Japanese founder of Ennōkyō (1887–1925)

Fukada Chiyoko (深田 千代子) (October 3, 1887 – January 6, 1925) was the Japanese founder of Ennōkyō (円応教), a Japanese new religion based in Tamba, Hyōgo Prefecture. She began her religious career after receiving a divine revelation on July 16, 1919. For the next five and a half years until her death at the age of 37, she carried out faith healing and teaching that attracted numerous followers.

==Biography==
Fukada was born in Ogawa Village (小川村), Hikami District (氷上郡), Hyōgo (now Tanba City). On July 16, 1919 (Taishō 8), at the age of 33, she received a divine revelation (天啓, tenkei). This date is commemorated by Ennōkyō as the religion's founding day (立教の日, rikkyō no hi).

From 1919 until her death in 1925, Fukada employed a distinctive set of esoteric devotional and healing practices known as shūhō (修法). She gained many followers from the surrounding region due to her charisma and reports of healings.

She died on January 6, 1925 from valvular heart disease.

==Legacy==
In the Ennōkyō religion, Fukada is commemorated with the posthumous title Jishō-in Ennō Chikaku Daishi (慈照院圓應智覺大姉).

After Fukada Chiyoko's death, her children and disciples organized the Ennō Hōshūkai (円応報修会) (renamed Ennō Shūhōkai (円応修法会) in 1931) and a separate Ennō Hōonkai (円応報恩会) (founded in 1933). Both groups were dissolved under the 1940 Religious Organizations Law during World War II. After War World II, Ennō Shūhōkai was revived in 1947, and Ennōkyō (円応教) was organized in 1948 under the Religious Corporations Ordinance; it later merged with Ennō Hōonkai and, in 1952, gained recognition as an independent religious corporation under the Religious Corporations Law.

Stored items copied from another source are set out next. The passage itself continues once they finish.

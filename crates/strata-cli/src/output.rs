//! Output formats for machine-readable command output.

use anyhow::{Context, Result};
use clap::ValueEnum;
use serde::Serialize;
use strata_config::ShowFormat;

/// How `plan` and `resolve` print their result.
#[derive(Debug, Clone, Copy, Default, PartialEq, Eq, ValueEnum)]
pub(crate) enum OutputFormat {
    /// YAML (resolved configuration is annotated with source layers).
    #[default]
    Yaml,
    /// Pretty-printed JSON.
    Json,
}

impl OutputFormat {
    /// Serialize `value` in this format, newline-terminated.
    pub(crate) fn render<T: Serialize>(self, value: &T) -> Result<String> {
        match self {
            Self::Yaml => serde_yaml::to_string(value).context("failed to render YAML"),
            Self::Json => serde_json::to_string_pretty(value)
                .map(|mut text| {
                    text.push('\n');
                    text
                })
                .context("failed to render JSON"),
        }
    }

    /// The matching annotated display format.
    pub(crate) fn show_format(self) -> ShowFormat {
        match self {
            Self::Yaml => ShowFormat::Yaml,
            Self::Json => ShowFormat::Json,
        }
    }
}

#[cfg(test)]
mod tests {
    use super::*;
    use serde_json::json;

    #[test]
    fn test_render() {
        let value = json!({ "service": "orders" });
        assert_eq!(OutputFormat::Yaml.render(&value).unwrap(), "service: orders\n");
        assert_eq!(
            OutputFormat::Json.render(&value).unwrap(),
            "{\n  \"service\": \"orders\"\n}\n"
        );
    }
}
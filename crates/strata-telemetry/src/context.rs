//! Run context for correlating the log events of one CLI invocation.

use std::collections::BTreeMap;

use chrono::{DateTime, Utc};
use serde::{Deserialize, Serialize};
use uuid::Uuid;

/// Identity of one engine run (one `strata` invocation).
#[derive(Debug, Clone, PartialEq, Eq, Serialize, Deserialize)]
pub struct RunContext {
    /// Unique run identifier.
    pub run_id: Uuid,
    /// When the run started.
    pub started_at: DateTime<Utc>,
    /// Command being run (`validate`, `plan`, ...).
    pub command: String,
    /// Manifest path, when the command reads one.
    pub manifest: Option<String>,
    /// Target environment, when the command binds one.
    pub environment: Option<String>,
    /// Additional metadata.
    #[serde(default)]
    pub metadata: BTreeMap<String, String>,
}

impl RunContext {
    /// Start a new run of `command`.
    #[must_use]
    pub fn new(command: impl Into<String>) -> Self {
        Self {
            run_id: Uuid::new_v4(),
            started_at: Utc::now(),
            command: command.into(),
            manifest: None,
            environment: None,
            metadata: BTreeMap::new(),
        }
    }

    /// Set the manifest path.
    #[must_use]
    pub fn with_manifest(mut self, manifest: impl Into<String>) -> Self {
        self.manifest = Some(manifest.into());
        self
    }

    /// Set the target environment.
    #[must_use]
    pub fn with_environment(mut self, environment: impl Into<String>) -> Self {
        self.environment = Some(environment.into());
        self
    }

    /// Add metadata.
    #[must_use]
    pub fn with_metadata(mut self, key: impl Into<String>, value: impl Into<String>) -> Self {
        self.metadata.insert(key.into(), value.into());
        self
    }

    /// Time since the run started.
    #[must_use]
    pub fn elapsed(&self) -> chrono::Duration {
        Utc::now().signed_duration_since(self.started_at)
    }

    /// Milliseconds since the run started.
    #[must_use]
    pub fn elapsed_ms(&self) -> i64 {
        self.elapsed().num_milliseconds()
    }

    /// A span carrying the run's identity. Enter it for the run's duration.
    #[must_use]
    pub fn span(&self) -> tracing::Span {
        tracing::info_span!(
            "run",
            run_id = %self.short_id(),
            command = %self.command,
            manifest = self.manifest.as_deref(),
            environment = self.environment.as_deref(),
        )
    }

    /// First eight hex digits of the run id.
    #[must_use]
    pub fn short_id(&self) -> String {
        self.run_id.simple().to_string().chars().take(8).collect()
    }
}
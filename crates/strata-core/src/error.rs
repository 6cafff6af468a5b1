//! Component registry error types.

use thiserror::Error;

/// Errors raised while building a [`ComponentRegistry`](crate::ComponentRegistry).
#[derive(Debug, Error)]
pub enum RegistryError {
    /// A component type with the same name is already registered.
    #[error("component type already registered: {type_name}")]
    AlreadyRegistered {
        /// The duplicated type name.
        type_name: String,
    },

    /// The type name is not a valid identifier.
    #[error("invalid component type name '{type_name}': {reason}")]
    InvalidTypeName {
        /// The rejected type name.
        type_name: String,
        /// Why it was rejected.
        reason: String,
    },
}

/// Result type for registry operations.
pub type RegistryResult<T> = Result<T, RegistryError>;

#[cfg(test)]
mod tests {
    use super::*;

    #[test]
    fn test_error_display() {
        let err = RegistryError::AlreadyRegistered {
            type_name: "lambda-api".to_string(),
        };
        assert_eq!(err.to_string(), "component type already registered: lambda-api");
    }
}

During the postwar years, leadership centered on the founder's eldest son Fukada Nagaharu (深田 長治) (1908–1976) as first head priest and Fukada Hiromitsu (深田 充啓) (b. 1937) as second head priest. Fukada Nagaharu organized his mother's teachings and writings into a coherent doctrine, emphasizing teachings such as:

- "common root of Heaven and Earth" (tenchi dōkon (天地同根))
- "unity of mind and matter" (busshin ichinyo (物心一如))
- "unity of all religions" (bankyō ichigen (万教一元))
- "life itself is religion" (seikatsu soku shūkyō (生活即宗教))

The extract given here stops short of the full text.